The second observation, tied to that first myth, is that parents here may be less inclined to check what their girls are reading than they would be if their children were male instead. Actually, I don't know if parents check their children's choice of reading all that much, but partly because of the myth mentioned above, parents usually think it most remotely unlikely their girls will go out there and get illicit copies of Playboy, never mind stuff them under their beds. The logical result that follows from this observation is that, when such discoveries are indeed made, parents fuss up much more and make much more noise than if it happened to their boys. It's like roosters laying eggs.

So this incident happened. What's the outcome? Like I said the last time I wrote about this, the existence of comics that had graphic depictions of nudity and sex made comic rental stores that stocked them (and there were plenty of these at the time of writing back then) made a mockery of the supposedly strict censorship laws we have out here. But then, it's a bit like rice paper - don't soak it much and you won't poke a hole through it. There are people out there doing all sorts of things that, under the law, they shouldn't be doing, but somehow they manage to do it anyway as long as the rice paper stays dry. The motto isn't "don't do it"; it's usually "don't get caught".
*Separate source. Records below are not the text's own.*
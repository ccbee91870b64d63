use std::collections::HashMap;
use std::sync::Arc;

use axum::{
    body::Bytes,
    extract::{FromRequest, Multipart, Request, State},
    http::header,
    response::{IntoResponse, Response},
    routing::{get, post},
    Form, Json, Router,
};
use muse_contracts::{normalize, ConversationTurn};
use muse_engine::{Studio, DEFAULT_IMAGE_SIZE};
use serde_json::{json, Value};
use tower_http::services::ServeDir;
use tower_http::trace::TraceLayer;

use crate::error::ApiError;

const EMPTY_CHAT_REPLY: &str = "Please type something.";
const DEFAULT_ANIMATION_PROMPT: &str = "A cute Pikachu";
const MAX_ANIMATION_SIZE: u32 = 2048;

pub fn app(studio: Arc<Studio>) -> Router {
    let content_root = studio.store().root().to_path_buf();
    Router::new()
        .route("/health", get(health))
        .route("/history", get(history))
        .route("/chat", post(chat))
        .route("/speak", post(speak))
        .route("/generate_image", post(generate_image))
        .route("/generate_gif", post(generate_gif))
        .nest_service("/static", ServeDir::new(content_root))
        .layer(TraceLayer::new_for_http())
        .with_state(studio)
}

async fn health() -> impl IntoResponse {
    Json(json!({ "status": "ok", "service": "muse" }))
}

async fn history(State(studio): State<Arc<Studio>>) -> Json<Vec<ConversationTurn>> {
    Json(studio.log().all())
}

/// POST /chat: never fails; backend errors come back as the reply text.
async fn chat(State(studio): State<Arc<Studio>>, body: Bytes) -> Result<Json<Value>, ApiError> {
    let message = json_string_field(&body, "message").trim().to_string();
    if message.is_empty() {
        return Ok(Json(json!({ "reply": EMPTY_CHAT_REPLY })));
    }
    let reply = run_blocking(&studio, move |studio| Ok(studio.chat(&message))).await?;
    Ok(Json(json!({ "reply": reply })))
}

async fn speak(State(studio): State<Arc<Studio>>, body: Bytes) -> Result<Json<Value>, ApiError> {
    let text = normalize(&json_string_field(&body, "text"));
    if text.is_empty() {
        return Err(ApiError::validation("No text provided"));
    }
    let artifact = run_blocking(&studio, move |studio| studio.speak(&text)).await?;
    Ok(Json(json!({ "audio_url": artifact.url() })))
}
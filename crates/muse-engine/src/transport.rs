use std::env;

use anyhow::{bail, Context, Result};
use reqwest::blocking::Response as HttpResponse;
use serde_json::Value;

pub(crate) fn non_empty_env(key: &str) -> Option<String> {
    env::var(key)
        .ok()
        .map(|value| value.trim().to_string())
        .filter(|value| !value.is_empty())
}

pub(crate) fn first_non_empty_env(keys: &[&str]) -> Option<String> {
    keys.iter().find_map(|key| non_empty_env(key))
}

/// Reads an API base override from `key`, without a trailing slash.
pub(crate) fn api_base_from_env(key: &str, default: &str) -> String {
    non_empty_env(key)
        .map(|value| value.trim_end_matches('/').to_string())
        .filter(|value| !value.is_empty())
        .unwrap_or_else(|| default.to_string())
}

pub(crate) fn ensure_success(provider: &str, response: HttpResponse) -> Result<HttpResponse> {
    let status = response.status();
    if status.is_success() {
        return Ok(response);
    }
    let code = status.as_u16();
    let body = response.text().unwrap_or_default();
    bail!(
        "{provider} request failed ({code}): {}",
        truncate_text(&body, 512)
    );
}

pub(crate) fn response_json_or_error(provider: &str, response: HttpResponse) -> Result<Value> {
    let response = ensure_success(provider, response)?;
    let body = response
        .text()
        .with_context(|| format!("{provider} response body read failed"))?;
    let parsed: Value = serde_json::from_str(&body)
        .with_context(|| format!("{provider} returned invalid JSON payload"))?;
    Ok(parsed)
}

/// Flattens an error and its causes into one line, dropping repeated links.
pub fn error_chain_text(err: &anyhow::Error, max_chars: usize) -> String {
    let mut parts = Vec::new();
    for cause in err.chain() {
        let text = cause.to_string();
        let trimmed = text.trim();
        if trimmed.is_empty() {
            continue;
        }
        if parts
            .last()
            .map(|existing| existing == trimmed)
            .unwrap_or(false)
        {
            continue;
        }
        parts.push(trimmed.to_string());
    }
    if parts.is_empty() {
        return truncate_text(&err.to_string(), max_chars);
    }
    truncate_text(&parts.join(" | caused by: "), max_chars)
}

pub(crate) fn truncate_text(value: &str, max_chars: usize) -> String {
    if value.chars().count() <= max_chars {
        return value.to_string();
    }
    value.chars().take(max_chars).collect::<String>() + "…"
}
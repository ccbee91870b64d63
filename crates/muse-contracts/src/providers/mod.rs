use anyhow::bail;

/// Name-keyed set of interchangeable collaborator backends.
#[derive(Debug, Clone)]
pub struct ProviderRegistry<T: NamedProvider> {
    providers: Vec<T>,
}

pub trait NamedProvider {
    fn name(&self) -> &str;
}

impl<T: NamedProvider> Default for ProviderRegistry<T> {
    fn default() -> Self {
        Self {
            providers: Vec::new(),
        }
    }
}

impl<T: NamedProvider> ProviderRegistry<T> {
    pub fn new(providers: Vec<T>) -> Self {
        Self { providers }
    }

    /// Adds `provider`, replacing any earlier entry with the same name.
    pub fn register(&mut self, provider: T) {
        self.providers
            .retain(|existing| existing.name() != provider.name());
        self.providers.push(provider);
    }

    pub fn get(&self, name: &str) -> Option<&T> {
        self.providers
            .iter()
            .find(|provider| provider.name() == name)
    }

    pub fn list(&self) -> Vec<String> {
        let mut names = self
            .providers
            .iter()
            .map(|provider| provider.name().to_string())
            .collect::<Vec<String>>();
        names.sort();
        names
    }

    pub fn providers(&self) -> &[T] {
        self.providers.as_slice()
    }

    /// Consumes the registry and hands back the provider called `name`.
    pub fn select(mut self, name: &str, capability: &str) -> anyhow::Result<T> {
        let wanted = name.trim();
        let Some(idx) = self
            .providers
            .iter()
            .position(|provider| provider.name() == wanted)
        else {
            bail!(
                "Unknown {capability} provider '{wanted}' (available: {}).",
                self.list().join(", ")
            );
        };
        Ok(self.providers.swap_remove(idx))
    }
}
use std::fs;
use std::path::Path;
use std::time::Duration;

use anyhow::{bail, Context, Result};
use reqwest::blocking::Client as HttpClient;
use serde_json::{json, Value};

use super::SpeechEngine;
use crate::transport::{
    api_base_from_env, ensure_success, first_non_empty_env, non_empty_env,
};

const DEFAULT_API_BASE: &str = "https://api.openai.com/v1";
const DEFAULT_MODEL: &str = "gpt-4o-mini-tts";
const DEFAULT_VOICE: &str = "alloy";
const REQUEST_TIMEOUT: Duration = Duration::from_secs(120);

pub struct OpenAiSpeech {
    api_base: String,
    model: String,
    voice: String,
    http: HttpClient,
}

impl OpenAiSpeech {
    pub fn new() -> Self {
        Self {
            api_base: api_base_from_env("OPENAI_API_BASE", DEFAULT_API_BASE),
            model: non_empty_env("OPENAI_TTS_MODEL").unwrap_or_else(|| DEFAULT_MODEL.to_string()),
            voice: non_empty_env("OPENAI_TTS_VOICE").unwrap_or_else(|| DEFAULT_VOICE.to_string()),
            http: HttpClient::new(),
        }
    }

    fn api_key() -> Option<String> {
        first_non_empty_env(&["OPENAI_API_KEY", "OPENAI_API_KEY_BACKUP"])
    }

    fn payload(&self, text: &str) -> Value {
        json!({
            "model": self.model,
            "voice": self.voice,
            "input": text,
            "response_format": "mp3",
        })
    }
}

impl Default for OpenAiSpeech {
    fn default() -> Self {
        Self::new()
    }
}

impl SpeechEngine for OpenAiSpeech {
    fn name(&self) -> &str {
        "openai"
    }

    fn save_to_file(&self, text: &str, path: &Path) -> Result<()> {
        let Some(api_key) = Self::api_key() else {
            bail!("OPENAI_API_KEY not set");
        };
        let endpoint = format!("{}/audio/speech", self.api_base);
        let response = self
            .http
            .post(&endpoint)
            .bearer_auth(api_key)
            .timeout(REQUEST_TIMEOUT)
            .json(&self.payload(text))
            .send()
            .with_context(|| format!("OpenAI speech request failed ({endpoint})"))?;
        let audio = ensure_success("OpenAI speech", response)?
            .bytes()
            .context("failed reading OpenAI speech bytes")?;
        fs::write(path, &audio).with_context(|| format!("failed to write {}", path.display()))
    }
}
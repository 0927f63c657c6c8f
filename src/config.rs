use anyhow::{anyhow, Result};
use chrono::FixedOffset;
use serde::Deserialize;
use std::env;
use tracing::{info, warn};

// Import logging macros
use crate::{log_system_event, log_validation};

/// Complete application configuration loaded from environment variables
#[derive(Debug, Clone, Deserialize)]
pub struct Config {
    pub database: DatabaseConfig,
    pub scheduler: SchedulerConfig,
    pub logging: LoggingConfig,
}

/// Database connection configuration
#[derive(Debug, Clone, Deserialize)]
pub struct DatabaseConfig {
    pub url: String,
    pub max_connections: u32,
}

/// Review scheduling configuration
#[derive(Debug, Clone, Deserialize)]
pub struct SchedulerConfig {
    /// Due cards handed out per study session.
    pub session_limit: usize,
    /// Learner's offset from UTC; decides where "today" starts for statistics.
    pub utc_offset_minutes: i32,
    /// Optimistic write attempts before a review gives up with a conflict.
    pub max_write_attempts: u32,
}

/// Logging system configuration
#[derive(Debug, Clone, Deserialize)]
pub struct LoggingConfig {
    pub level: String,
    pub file_enabled: bool,
    pub console_enabled: bool,
    pub log_directory: String,
}

impl Default for SchedulerConfig {
    fn default() -> Self {
        Self {
            session_limit: 20,
            utc_offset_minutes: 0,
            max_write_attempts: 3,
        }
    }
}

impl Config {
    /// Load configuration from environment variables with sensible defaults
    pub fn from_env() -> Result<Self> {
        Self::from_lookup(|key| env::var(key).ok())
    }

    /// Load configuration from any key/value source
    pub fn from_lookup(lookup: impl Fn(&str) -> Option<String>) -> Result<Self> {
        log_system_event!(config, "Loading application configuration");

        let config = Config {
            database: DatabaseConfig::from_lookup(&lookup)?,
            scheduler: SchedulerConfig::from_lookup(&lookup)?,
            logging: LoggingConfig::from_lookup(&lookup)?,
        };

        log_system_event!(config, "Configuration loaded successfully");
        config.log_configuration_summary();

        Ok(config)
    }

    /// Log a summary of loaded configuration (without sensitive data)
    fn log_configuration_summary(&self) {
        info!(
            database_url_masked = %mask_sensitive_data(&self.database.url),
            max_connections = self.database.max_connections,
            session_limit = self.scheduler.session_limit,
            utc_offset_minutes = self.scheduler.utc_offset_minutes,
            log_level = %self.logging.level,
            "Configuration summary"
        );
    }

    /// Validate configuration values
    pub fn validate(&self) -> Result<()> {
        self.check_values()
            .inspect_err(|e| {
                log_validation!(failure, "configuration", error = e);
            })?;

        log_validation!(success, "configuration", "Configuration validation completed successfully");
        Ok(())
    }

    fn check_values(&self) -> Result<()> {
        if !self.database.url.starts_with("sqlite:") {
            return Err(anyhow!("DATABASE_URL must start with 'sqlite:'"));
        }

        if self.database.max_connections == 0 {
            return Err(anyhow!("DATABASE_MAX_CONNECTIONS must be greater than 0"));
        }

        if self.scheduler.session_limit == 0 {
            return Err(anyhow!("STUDY_SESSION_LIMIT must be greater than 0"));
        }

        if self.scheduler.max_write_attempts == 0 {
            return Err(anyhow!("REVIEW_WRITE_ATTEMPTS must be greater than 0"));
        }

        self.scheduler.day_boundary()?;

        let base_level = self
            .logging
            .level
            .split(',')
            .next()
            .unwrap_or_default()
            .to_lowercase();
        if !["trace", "debug", "info", "warn", "error"].contains(&base_level.as_str()) {
            warn!("Invalid log level '{}', using 'info' as fallback", self.logging.level);
        }

        Ok(())
    }
}

impl DatabaseConfig {
    fn from_lookup(lookup: &impl Fn(&str) -> Option<String>) -> Result<Self> {
        let url = lookup("DATABASE_URL").unwrap_or_else(|| "sqlite:study_scheduler.db".to_string());
        let max_connections = parse_or("DATABASE_MAX_CONNECTIONS", lookup, 5u32)?;

        Ok(DatabaseConfig { url, max_connections })
    }
}

impl SchedulerConfig {
    fn from_lookup(lookup: &impl Fn(&str) -> Option<String>) -> Result<Self> {
        let defaults = SchedulerConfig::default();

        Ok(SchedulerConfig {
            session_limit: parse_or("STUDY_SESSION_LIMIT", lookup, defaults.session_limit)?,
            utc_offset_minutes: parse_or(
                "STUDY_UTC_OFFSET_MINUTES",
                lookup,
                defaults.utc_offset_minutes,
            )?,
            max_write_attempts: parse_or(
                "REVIEW_WRITE_ATTEMPTS",
                lookup,
                defaults.max_write_attempts,
            )?,
        })
    }

    /// The fixed offset whose calendar days count as the learner's days.
    pub fn day_boundary(&self) -> Result<FixedOffset> {
        // FixedOffset accepts anything under a day, but real zones stay within ±1439 minutes
        if self.utc_offset_minutes.abs() >= 24 * 60 {
            return Err(anyhow!(
                "STUDY_UTC_OFFSET_MINUTES must be between -1439 and 1439, got {}",
                self.utc_offset_minutes
            ));
        }

        FixedOffset::east_opt(self.utc_offset_minutes * 60)
            .ok_or_else(|| anyhow!("Invalid UTC offset: {} minutes", self.utc_offset_minutes))
    }
}

impl LoggingConfig {
    fn from_lookup(lookup: &impl Fn(&str) -> Option<String>) -> Result<Self> {
        let level = lookup("RUST_LOG").unwrap_or_else(|| "info,study_scheduler=debug".to_string());
        let log_directory = lookup("LOG_DIRECTORY").unwrap_or_else(|| "logs".to_string());

        Ok(LoggingConfig {
            level,
            file_enabled: parse_or("LOG_FILE_ENABLED", lookup, true)?,
            console_enabled: parse_or("LOG_CONSOLE_ENABLED", lookup, true)?,
            log_directory,
        })
    }
}

fn parse_or<T: std::str::FromStr>(
    key: &str,
    lookup: &impl Fn(&str) -> Option<String>,
    default: T,
) -> Result<T> {
    match lookup(key) {
        None => Ok(default),
        Some(raw) => raw
            .trim()
            .parse::<T>()
            .map_err(|_| anyhow!("Invalid {} value: '{}'", key, raw)),
    }
}

/// Mask sensitive data in configuration for safe logging
fn mask_sensitive_data(data: &str) -> String {
    let chars: Vec<char> = data.chars().collect();
    if chars.len() <= 8 {
        "*".repeat(chars.len())
    } else {
        let head: String = chars[..4].iter().collect();
        let tail: String = chars[chars.len() - 4..].iter().collect();
        format!("{}***{}", head, tail)
    }
}

#[cfg(test)]
mod tests {
    use super::*;
    use std::collections::HashMap;

    fn lookup_from(pairs: &[(&str, &str)]) -> impl Fn(&str) -> Option<String> {
        let map: HashMap<String, String> = pairs
            .iter()
            .map(|(k, v)| (k.to_string(), v.to_string()))
            .collect();
        move |key| map.get(key).cloned()
    }

    #[test]
    fn test_mask_sensitive_data() {
        assert_eq!(mask_sensitive_data("short"), "*****");
        assert_eq!(mask_sensitive_data("sqlite:study_scheduler.db"), "sqli***r.db");
    }

    #[test]
    fn test_defaults() {
        let config = Config::from_lookup(lookup_from(&[])).unwrap();
        assert_eq!(config.database.url, "sqlite:study_scheduler.db");
        assert_eq!(config.database.max_connections, 5);
        assert_eq!(config.scheduler.session_limit, 20);
        assert_eq!(config.scheduler.utc_offset_minutes, 0);
        assert_eq!(config.scheduler.max_write_attempts, 3);
        assert!(config.logging.file_enabled);
        assert_eq!(config.logging.log_directory, "logs");
        assert!(config.validate().is_ok());
    }

    #[test]
    fn test_invalid_number_is_an_error() {
        let result = Config::from_lookup(lookup_from(&[("STUDY_SESSION_LIMIT", "lots")]));
        assert!(result.is_err());
    }

    #[test]
    fn test_malformed_log_switch_is_an_error() {
        let result = Config::from_lookup(lookup_from(&[("LOG_FILE_ENABLED", "yes")]));
        assert!(result.is_err());

        let config = Config::from_lookup(lookup_from(&[("LOG_CONSOLE_ENABLED", " false ")])).unwrap();
        assert!(!config.logging.console_enabled);
    }

    #[test]
    fn test_day_boundary() {
        let config = SchedulerConfig {
            utc_offset_minutes: -300,
            ..SchedulerConfig::default()
        };
        assert_eq!(config.day_boundary().unwrap().local_minus_utc(), -300 * 60);

        let config = SchedulerConfig {
            utc_offset_minutes: 1440,
            ..SchedulerConfig::default()
        };
        assert!(config.day_boundary().is_err());
    }

    #[test]
    fn test_config_validation() {
        let config = Config::from_lookup(lookup_from(&[("DATABASE_URL", "sqlite::memory:")])).unwrap();
        assert!(config.validate().is_ok());

        let mut invalid = config.clone();
        invalid.database.url = "postgres://localhost/study".to_string();
        assert!(invalid.validate().is_err());

        let mut invalid = config.clone();
        invalid.scheduler.session_limit = 0;
        assert!(invalid.validate().is_err());

        let mut invalid = config;
        invalid.scheduler.max_write_attempts = 0;
        assert!(invalid.validate().is_err());
    }
}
But now the rice paper is wet thanks to the parents, and suddenly the police and media authorities are saying the comics in question aren't supposed to be here in the first place. Obviously media coverage of the story will lead to a crackdown in the coming months until the cops get bored. But then that begs the rather obvious question - where was the vigilance prior to the parental complaints? Sure, this isn't the job of anti-vice officers - their focus is on roving prostitutes and street solicitation - but surely somebody was supposed to monitor this, and act on breaches as and when they were discovered? Or are they trying to tell me that they don't usually assign people to check out comic rental shops? Which of course begs the further question, that is, will the situation be fixed thereafter?

And will the incident emphatically shatter myths and stereotypes about the kind of comics girls read? Frankly, I doubt it. There is a kind of superficiality about the way our society operates and responds to news. The factual information that triggered the news in the first place - "teenage girls were found to have been reading shoujo manga containing depictions of nudity and sex" - was sufficiently watered down to the soundbite "teenagers were found to have been reading comics with sexual depictions". That description may sound neutral, but the average man on the street may easily read that to mean "little boys got caught reading pencilled versions of Playboy", because that is the seemingly most logical and natural interpretation. The likely result is a clean-up of comics aimed at the male audience (which is fine in itself, actually) while girl-oriented works may just escape people's attention because "hey, it's for girls, and it's romance stories, and that's incredibly sweet and dreamy, so it's probably safe".

And certainly people won't appreciate much the more subtle differences between the various types of comics.

We're back where we started, then. Now isn't that swell?